Saved entries
——

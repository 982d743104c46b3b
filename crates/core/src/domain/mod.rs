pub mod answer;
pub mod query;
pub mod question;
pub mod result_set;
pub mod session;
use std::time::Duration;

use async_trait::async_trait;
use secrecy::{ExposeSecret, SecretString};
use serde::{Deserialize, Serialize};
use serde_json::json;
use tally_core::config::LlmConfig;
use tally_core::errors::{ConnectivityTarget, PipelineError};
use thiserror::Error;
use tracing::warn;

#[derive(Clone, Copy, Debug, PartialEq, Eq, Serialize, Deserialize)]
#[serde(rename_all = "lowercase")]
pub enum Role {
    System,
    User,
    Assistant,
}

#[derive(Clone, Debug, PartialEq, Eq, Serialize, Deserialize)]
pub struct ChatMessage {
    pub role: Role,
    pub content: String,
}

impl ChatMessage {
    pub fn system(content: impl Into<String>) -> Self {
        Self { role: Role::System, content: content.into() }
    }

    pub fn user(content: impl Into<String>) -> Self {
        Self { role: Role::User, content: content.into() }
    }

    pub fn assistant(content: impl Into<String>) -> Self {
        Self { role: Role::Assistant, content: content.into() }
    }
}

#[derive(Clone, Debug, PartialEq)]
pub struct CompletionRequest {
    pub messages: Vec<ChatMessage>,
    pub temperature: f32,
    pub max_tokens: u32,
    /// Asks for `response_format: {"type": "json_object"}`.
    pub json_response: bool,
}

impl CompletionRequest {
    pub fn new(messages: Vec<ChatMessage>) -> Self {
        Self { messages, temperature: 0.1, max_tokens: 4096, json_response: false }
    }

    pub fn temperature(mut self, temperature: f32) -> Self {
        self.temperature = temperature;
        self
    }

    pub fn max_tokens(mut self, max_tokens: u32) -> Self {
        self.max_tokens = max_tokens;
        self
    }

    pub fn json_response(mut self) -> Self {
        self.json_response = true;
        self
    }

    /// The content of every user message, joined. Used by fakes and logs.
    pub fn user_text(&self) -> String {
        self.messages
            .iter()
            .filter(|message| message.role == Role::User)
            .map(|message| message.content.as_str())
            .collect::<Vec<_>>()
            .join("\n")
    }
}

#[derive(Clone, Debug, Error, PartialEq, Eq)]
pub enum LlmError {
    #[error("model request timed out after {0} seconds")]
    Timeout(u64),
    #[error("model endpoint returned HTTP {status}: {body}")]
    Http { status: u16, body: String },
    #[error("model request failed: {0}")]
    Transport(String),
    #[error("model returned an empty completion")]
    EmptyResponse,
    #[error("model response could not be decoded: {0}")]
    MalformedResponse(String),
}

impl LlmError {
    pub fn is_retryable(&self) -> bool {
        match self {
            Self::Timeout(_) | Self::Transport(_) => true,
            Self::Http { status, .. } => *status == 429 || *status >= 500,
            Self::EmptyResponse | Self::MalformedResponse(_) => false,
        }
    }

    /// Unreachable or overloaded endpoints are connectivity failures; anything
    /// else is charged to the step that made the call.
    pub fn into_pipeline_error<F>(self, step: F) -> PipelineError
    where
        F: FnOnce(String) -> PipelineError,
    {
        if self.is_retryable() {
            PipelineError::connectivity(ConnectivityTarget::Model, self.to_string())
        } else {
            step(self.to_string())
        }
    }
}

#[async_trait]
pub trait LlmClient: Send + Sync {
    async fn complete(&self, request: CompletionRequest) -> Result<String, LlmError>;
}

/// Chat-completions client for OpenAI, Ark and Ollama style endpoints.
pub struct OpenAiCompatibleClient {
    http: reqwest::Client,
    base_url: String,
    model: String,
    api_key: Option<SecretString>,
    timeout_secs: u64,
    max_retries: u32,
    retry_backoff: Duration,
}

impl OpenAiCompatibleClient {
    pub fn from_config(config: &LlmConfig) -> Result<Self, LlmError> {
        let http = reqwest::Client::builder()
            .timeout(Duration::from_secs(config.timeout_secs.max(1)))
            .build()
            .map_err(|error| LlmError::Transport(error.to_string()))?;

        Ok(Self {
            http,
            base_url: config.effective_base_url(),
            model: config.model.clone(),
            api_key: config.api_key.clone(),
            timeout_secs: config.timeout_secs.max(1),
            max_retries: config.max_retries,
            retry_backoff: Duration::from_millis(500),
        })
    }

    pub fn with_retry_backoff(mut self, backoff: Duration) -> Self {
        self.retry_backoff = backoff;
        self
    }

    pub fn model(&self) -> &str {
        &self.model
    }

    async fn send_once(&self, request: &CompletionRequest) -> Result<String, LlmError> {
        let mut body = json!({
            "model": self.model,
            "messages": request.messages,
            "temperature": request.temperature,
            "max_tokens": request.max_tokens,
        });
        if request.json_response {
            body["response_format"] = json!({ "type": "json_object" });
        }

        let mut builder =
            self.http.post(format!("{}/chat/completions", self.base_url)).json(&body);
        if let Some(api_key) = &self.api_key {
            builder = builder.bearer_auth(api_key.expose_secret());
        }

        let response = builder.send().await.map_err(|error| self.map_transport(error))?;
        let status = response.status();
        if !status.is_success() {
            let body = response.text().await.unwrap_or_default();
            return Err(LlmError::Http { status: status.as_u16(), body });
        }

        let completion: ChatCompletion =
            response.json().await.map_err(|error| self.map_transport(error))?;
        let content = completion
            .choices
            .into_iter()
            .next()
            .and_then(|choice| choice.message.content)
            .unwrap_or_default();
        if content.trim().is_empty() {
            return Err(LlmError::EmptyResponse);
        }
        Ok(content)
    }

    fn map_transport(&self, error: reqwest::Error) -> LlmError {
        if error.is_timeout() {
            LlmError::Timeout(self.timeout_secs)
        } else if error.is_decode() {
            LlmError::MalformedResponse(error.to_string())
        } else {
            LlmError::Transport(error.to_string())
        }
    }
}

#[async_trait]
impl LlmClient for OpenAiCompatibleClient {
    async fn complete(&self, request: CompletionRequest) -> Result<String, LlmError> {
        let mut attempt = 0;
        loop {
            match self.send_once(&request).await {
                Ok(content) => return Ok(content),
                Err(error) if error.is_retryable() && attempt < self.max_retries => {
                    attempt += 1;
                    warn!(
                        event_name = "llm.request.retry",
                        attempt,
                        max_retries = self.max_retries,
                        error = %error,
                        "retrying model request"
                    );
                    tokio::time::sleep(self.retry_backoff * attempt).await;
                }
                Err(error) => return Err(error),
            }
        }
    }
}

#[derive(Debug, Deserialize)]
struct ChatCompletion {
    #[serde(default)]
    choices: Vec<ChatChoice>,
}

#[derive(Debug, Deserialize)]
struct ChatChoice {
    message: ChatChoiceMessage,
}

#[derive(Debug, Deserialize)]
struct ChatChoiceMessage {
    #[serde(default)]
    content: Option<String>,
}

——

▸ Your objective
Lines from the records above that hold "PartialEq" are the ones to list.

▸ Task output
#[derive(Clone, Copy, Debug, PartialEq, Eq, Serialize, Deserialize)]
#[derive(Clone, Debug, PartialEq, Eq, Serialize, Deserialize)]
#[derive(Clone, Debug, PartialEq)]
#[derive(Clone, Debug, Error, PartialEq, Eq)]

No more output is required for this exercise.